De la même manière, si la société J-Way expose n’avoir eu de cesse, par la voie de conseil, de demander des explications à sa bailleresse sur cette situation, il convient d’observer que le seul courrier produit aux débats est une mise en demeure adressée à la bailleresse en date du 16 juin 2023 dont l’objet est étranger à l’impossibilité d’exercer dénoncée, courrier aux termes duquel la locataire formulait déjà les autres demandes formées dans le cadre de la présente instance.
Au contraire, le tribunal relève qu’il s’évince des extraits du registre du commerce et des sociétés ainsi que des extraits des publications sur les réseaux sociaux par la société J-Way que cette dernière a poursuivi a minima une activité de food-truck tant sur l’année 2023 que jusqu’à la fin de l’année 2024, la dernière publication étant datée du 23 novembre 2024.
Dans ces conditions, la demanderesse ne rapporte pas la preuve du manquement de sa bailleresse à son obligation de délivrance.
Dans ces conditions encore, elle ne saurait se prévaloir d’un quelconque préjudice à ce titre.
En conséquence, elle sera déboutée de sa demande de résolution du contrat de bail pour défaut de délivrance ainsi que de sa demande de dommages et intérêts.
Sur la demande reconventionnelle de résiliation judiciaire du bail aux torts exclusifs de la locataire
L’article 1217 du code civil dispose que la partie envers laquelle l’engagement n’a pas été exécuté, ou l’a été imparfaitement, peut :
— refuser d’exécuter ou suspendre l’exécution de sa propre obligation ;
— poursuivre l’exécution forcée en nature de l’obligation ;
— obtenir une réduction du prix ;
— provoquer la résolution du contrat ;
— demander réparation des conséquences de l’inexécution.
Les sanctions qui ne sont pas incompatibles peuvent être cumulées ; des dommages et intérêts peuvent toujours s’y ajouter.
La résolution doit être demandée en justice et il peut être accordé un délai au défendeur selon les circonstances.

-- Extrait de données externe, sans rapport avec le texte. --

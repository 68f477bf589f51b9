use base64::Engine as _;
use base64::engine::general_purpose::STANDARD as B64;
use image::DynamicImage;

use crate::compositor::{self, ExportArtifact, ExportFormat};
use crate::error::{StudioError, StudioResult};
use crate::filter_chain::{Adjustment, FilterChain, Preset};
use crate::history::EditHistory;
use crate::mask::MaskLayer;
use crate::viewport::ViewportTransform;

/// Default on-screen brush diameter for mask painting.
const DEFAULT_BRUSH_SCREEN_PX: f32 = 48.0;

/// An image owned by the active session: the encoded payload plus its
/// decoded raster. Replaced wholesale on upload or when a generation
/// result is promoted to the new input.
#[derive(Clone)]
pub struct UploadedImage {
    bytes: Vec<u8>,
    mime: String,
    image: DynamicImage,
}

impl UploadedImage {
    /// Validates and decodes picked/received bytes. A non-image payload is
    /// rejected without leaving any partial state behind.
    pub fn from_bytes(bytes: Vec<u8>) -> StudioResult<Self> {
        let format = image::guess_format(&bytes)
            .map_err(|_| StudioError::invalid_input("unrecognized image format"))?;
        let image = image::load_from_memory(&bytes)
            .map_err(|err| StudioError::invalid_input(format!("corrupt image: {err}")))?;
        Ok(Self {
            bytes,
            mime: format.to_mime_type().to_string(),
            image,
        })
    }

    /// Wraps an in-memory raster (toolkit effects, mask exports) by
    /// encoding it as PNG.
    pub fn from_dynamic(image: DynamicImage) -> StudioResult<Self> {
        let mut bytes = Vec::new();
        image
            .write_to(
                &mut std::io::Cursor::new(&mut bytes),
                image::ImageFormat::Png,
            )
            .map_err(|err| StudioError::Other(err.into()))?;
        Ok(Self {
            bytes,
            mime: "image/png".to_string(),
            image,
        })
    }

    /// Decodes a backend response carried as a base64 payload.
    pub fn from_base64(payload: &str) -> StudioResult<Self> {
        let bytes = B64
            .decode(payload.trim())
            .map_err(|_| StudioError::invalid_input("invalid base64 image payload"))?;
        Self::from_bytes(bytes)
    }

    pub fn bytes(&self) -> &[u8] {
        &self.bytes
    }

    pub fn mime(&self) -> &str {
        &self.mime
    }

    pub fn image(&self) -> &DynamicImage {
        &self.image
    }

    pub fn width(&self) -> u32 {
        self.image.width()
    }

    pub fn height(&self) -> u32 {
        self.image.height()
    }

    pub fn base64_payload(&self) -> String {
        B64.encode(&self.bytes)
    }

    pub fn data_url(&self) -> String {
        format!("data:{};base64,{}", self.mime, self.base64_payload())
    }
}

/// One open editing session: the document image plus all mutable editor
/// state, constructed on modal-open and dropped on close. Every invariant
/// (history cursor, preset exclusivity, mask coordinates) is enforced here
/// rather than at UI call sites.
pub struct EditorSession {
    image: UploadedImage,
    chain: FilterChain,
    history: EditHistory,
    mask: MaskLayer,
    viewport: ViewportTransform,
    brush_screen_px: f32,
}

impl EditorSession {
    pub fn open(image: UploadedImage) -> Self {
        let mask = MaskLayer::new(image.width(), image.height());
        Self {
            image,
            chain: FilterChain::new(),
            history: EditHistory::new(),
            mask,
            viewport: ViewportTransform::new(),
            brush_screen_px: DEFAULT_BRUSH_SCREEN_PX,
        }
    }

    pub fn image(&self) -> &UploadedImage {
        &self.image
    }

    pub fn chain(&self) -> &FilterChain {
        &self.chain
    }

    pub fn descriptor(&self) -> String {
        self.chain.descriptor()
    }

    pub fn history(&self) -> &EditHistory {
        &self.history
    }

    pub fn apply_adjustment(&mut self, adjustment: Adjustment, value: f32) {
        let descriptor = self.chain.apply_adjustment(adjustment, value);
        self.history.record(descriptor);
    }

    pub fn toggle_preset(&mut self, preset: Preset) {
        let descriptor = self.chain.toggle(preset);
        self.history.record(descriptor);
    }

    /// Clears the preset but keeps slider values.
    pub fn reset_filters(&mut self) {
        let descriptor = self.chain.reset();
        self.history.record(descriptor);
    }

    /// Clears filters, mask, and viewport back to the opened state.
    pub fn reset_all(&mut self) {
        let descriptor = self.chain.clear();
        self.history.record(descriptor);
        self.mask.clear();
        self.viewport.reset();
    }

    pub fn can_undo(&self) -> bool {
        self.history.can_undo()
    }

    pub fn can_redo(&self) -> bool {
        self.history.can_redo()
    }

    pub fn undo(&mut self) -> bool {
        let Some(descriptor) = self.history.undo() else {
            return false;
        };
        // Snapshots are our own serializations, so this cannot fail in
        // practice; fall back to an empty chain rather than panic.
        self.chain = FilterChain::parse(descriptor).unwrap_or_default();
        true
    }

    pub fn redo(&mut self) -> bool {
        let Some(descriptor) = self.history.redo() else {
            return false;
        };
        self.chain = FilterChain::parse(descriptor).unwrap_or_default();
        true
    }

    pub fn viewport(&self) -> &ViewportTransform {
        &self.viewport
    }

    pub fn viewport_mut(&mut self) -> &mut ViewportTransform {
        &mut self.viewport
    }

    pub fn set_brush_screen_px(&mut self, px: f32) {
        self.brush_screen_px = px.clamp(4.0, 200.0);
    }

    pub fn brush_screen_px(&self) -> f32 {
        self.brush_screen_px
    }

    pub fn mask(&self) -> &MaskLayer {
        &self.mask
    }

    pub fn has_mask(&self) -> bool {
        self.mask.has_paint()
    }

    /// Starts a mask stroke from a container-space point. The point is
    /// inverted through the viewport so the stroke is stored in native
    /// image coordinates, and the brush radius is converted so its painted
    /// width is independent of the current zoom.
    pub fn begin_mask_stroke(&mut self, screen: (f32, f32)) {
        self.sync_brush_radius();
        let point = self.viewport.screen_to_image(screen);
        self.mask.begin_stroke(point);
    }

    pub fn extend_mask_stroke(&mut self, screen: (f32, f32)) {
        let point = self.viewport.screen_to_image(screen);
        self.mask.extend_stroke(point);
    }

    pub fn end_mask_stroke(&mut self) {
        self.mask.end_stroke();
    }

    pub fn clear_mask(&mut self) {
        self.mask.clear();
    }

    /// Full-quality render of the current state at native resolution.
    pub fn render(&self) -> image::RgbaImage {
        compositor::render(self.image.image(), &self.chain, self.active_mask())
    }

    /// Encodes a downloadable artifact; never mutates session state.
    pub fn export(&self, format: ExportFormat) -> anyhow::Result<ExportArtifact> {
        compositor::export(self.image.image(), &self.chain, self.active_mask(), format)
    }

    fn active_mask(&self) -> Option<&MaskLayer> {
        self.mask.has_paint().then_some(&self.mask)
    }

    fn sync_brush_radius(&mut self) {
        let radius =
            self.brush_screen_px * 0.5 * self.viewport.image_pixels_per_screen_pixel();
        self.mask.set_brush_radius(radius);
    }
}

#[cfg(test)]
mod tests {
    use super::*;
    use image::{ImageBuffer, Rgba};

    fn test_image(width: u32, height: u32) -> UploadedImage {
        let img = DynamicImage::ImageRgba8(ImageBuffer::from_pixel(
            width,
            height,
            Rgba([100, 100, 100, 255]),
        ));
        UploadedImage::from_dynamic(img).unwrap()
    }

    #[test]
    fn rejects_non_image_uploads_without_partial_state() {
        let err = UploadedImage::from_bytes(b"definitely not an image".to_vec());
        assert!(matches!(err, Err(StudioError::InvalidInput(_))));
    }

    #[test]
    fn data_url_embeds_mime_and_base64() {
        let img = test_image(2, 2);
        let url = img.data_url();
        assert!(url.starts_with("data:image/png;base64,"));
        let payload = url.split(',').nth(1).unwrap();
        let round = UploadedImage::from_base64(payload).unwrap();
        assert_eq!((round.width(), round.height()), (2, 2));
    }

    #[test]
    fn adjustments_record_history_snapshots() {
        let mut session = EditorSession::open(test_image(4, 4));
        session.apply_adjustment(Adjustment::Brightness, 1.2);
        session.toggle_preset(Preset::Sepia);
        assert_eq!(session.history().len(), 3);
        assert_eq!(session.descriptor(), "brightness(1.20) sepia(0.8)");
    }

    #[test]
    fn undo_restores_the_previous_chain_state() {
        let mut session = EditorSession::open(test_image(4, 4));
        session.apply_adjustment(Adjustment::Brightness, 1.2);
        session.apply_adjustment(Adjustment::Contrast, 0.9);

        assert!(session.undo());
        assert_eq!(session.descriptor(), "brightness(1.20)");
        assert_eq!(session.chain().value(Adjustment::Contrast), 1.0);

        assert!(session.redo());
        assert_eq!(session.descriptor(), "brightness(1.20) contrast(0.90)");
        assert!(!session.redo());
    }

    #[test]
    fn end_to_end_edit_then_export() {
        // open 400x300 -> brightness -> +contrast -> undo -> export png
        let mut session = EditorSession::open(test_image(400, 300));
        session.apply_adjustment(Adjustment::Brightness, 1.2);
        session.apply_adjustment(Adjustment::Contrast, 0.9);
        session.undo();
        assert_eq!(session.descriptor(), "brightness(1.20)");

        let artifact = session.export(ExportFormat::Png).unwrap();
        let decoded = image::load_from_memory(&artifact.bytes).unwrap();
        assert_eq!((decoded.width(), decoded.height()), (400, 300));
        assert_eq!(decoded.to_rgba8().get_pixel(10, 10)[0], 120);
        assert!(artifact.filename.ends_with(".png"));
    }

    #[test]
    fn export_ignores_viewport_zoom() {
        let mut session = EditorSession::open(test_image(200, 100));
        session
            .viewport_mut()
            .set_layout(400.0, 200.0, 200.0, 100.0);
        session.viewport_mut().pinch(3.0, (0.0, 0.0));

        let artifact = session.export(ExportFormat::Png).unwrap();
        let decoded = image::load_from_memory(&artifact.bytes).unwrap();
        assert_eq!((decoded.width(), decoded.height()), (200, 100));
    }

    #[test]
    fn mask_strokes_are_stored_in_image_space() {
        let mut session = EditorSession::open(test_image(200, 100));
        // Container shows the image doubled: 400x200.
        session
            .viewport_mut()
            .set_layout(400.0, 200.0, 200.0, 100.0);
        session.begin_mask_stroke((100.0, 50.0));
        session.end_mask_stroke();

        // Screen (100, 50) is image (50, 25) at the 2x display scale.
        assert_eq!(session.mask().value_at(50, 25), 255);
        assert!(session.has_mask());

        session.clear_mask();
        assert!(!session.has_mask());
    }

    #[test]
    fn reset_all_returns_to_the_opened_state() {
        let mut session = EditorSession::open(test_image(4, 4));
        session.apply_adjustment(Adjustment::Saturate, 1.8);
        session.toggle_preset(Preset::Pop);
        session.begin_mask_stroke((1.0, 1.0));
        session.end_mask_stroke();

        session.reset_all();
        assert_eq!(session.descriptor(), "none");
        assert!(!session.has_mask());
        // reset_all is itself an edit, so it can be undone.
        assert!(session.can_undo());
    }
}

Les juges apprécient souverainement si les manquements imputés au défendeur sont assez graves pour justifier la résiliation.
La partie qui demande la résiliation de ce chef doit démontrer le manquement reproché à son cocontractant.
Par ailleurs, l’article 1229 dudit code prévoit que la résolution, qui met fin au contrat, prend effet, selon les cas, soit dans les conditions prévues par la clause résolutoire, soit à la date de la réception par le débiteur de la notification faite par le créancier, soit à la date fixée par le juge ou, à défaut, au jour de l’assignation en justice.
En l’espèce, la bailleresse se prévaut, d’une part, de l’exécution, par la locataire, d’importants travaux sans avoir obtenu son autorisation, et, d’autre part, de l’absence de règlement des loyers depuis janvier 2023.
Aux termes de l’article 1728 du code civil, le preneur est tenu de deux obligations principales :
1° D’user de la chose louée raisonnablement, et suivant la destination qui lui a été donnée par le bail, ou suivant celle présumée d’après les circonstances, à défaut de convention ;
2° De payer le prix du bail aux termes convenus.
*Sur le manquement tiré de l’exécution des travaux sans autorisation du bailleur
L’article 12-ENTRETIEN-TRAVAUX-REPARATION DES LOCAUX LOUES EN COURS DE BAIL prévoit, en son cinquième alinéa, que « Le Preneur déclare prendre les lieux loués dans leur état actuel, tous les travaux d’installation et de décoration intérieure restant à sa charge, sans pouvoir exiger aucune réparation à son entrée en jouissance, ni pendant toute la durée du bail, et d’assurer, indépendamment de celle-ci, l’ensemble des réparations qui seraient nécessaires aux dits locaux pendant les cours du bail. »
Le 8ème alinéa de cet article 12 stipule par ailleurs que « Il est interdit au PRENEUR de procéder à des modifications, démolitions, constructions de quelque nature que ce soit dans les biens loués avant d’avoir formulé une demande par lettre recommandée avec demande d’avis de réception auprès du BAILLEUR et avant que cette demande n’ait reçu l’approbation préalable et écrite de ce dernier, assisté le cas échéant d’un architecte et/ou autres hommes de l’art du BAILLEUR (ci-après dénommés ensemble « l’architecte »).
Le PRENEUR est averti que le BAILLEUR interdit formellement les percements ou travaux sur la dalle de béton matérialisant le sol du local. Il est également strictement interdit d’y poser un revêtement de type carrelage, seules les peintures de sol étant autorisées.
Le PRENEUR est également averti que le BAILLEUR interdit formellement les ouvertures ou percements dans la couverture, y compris dans les puits de lumière.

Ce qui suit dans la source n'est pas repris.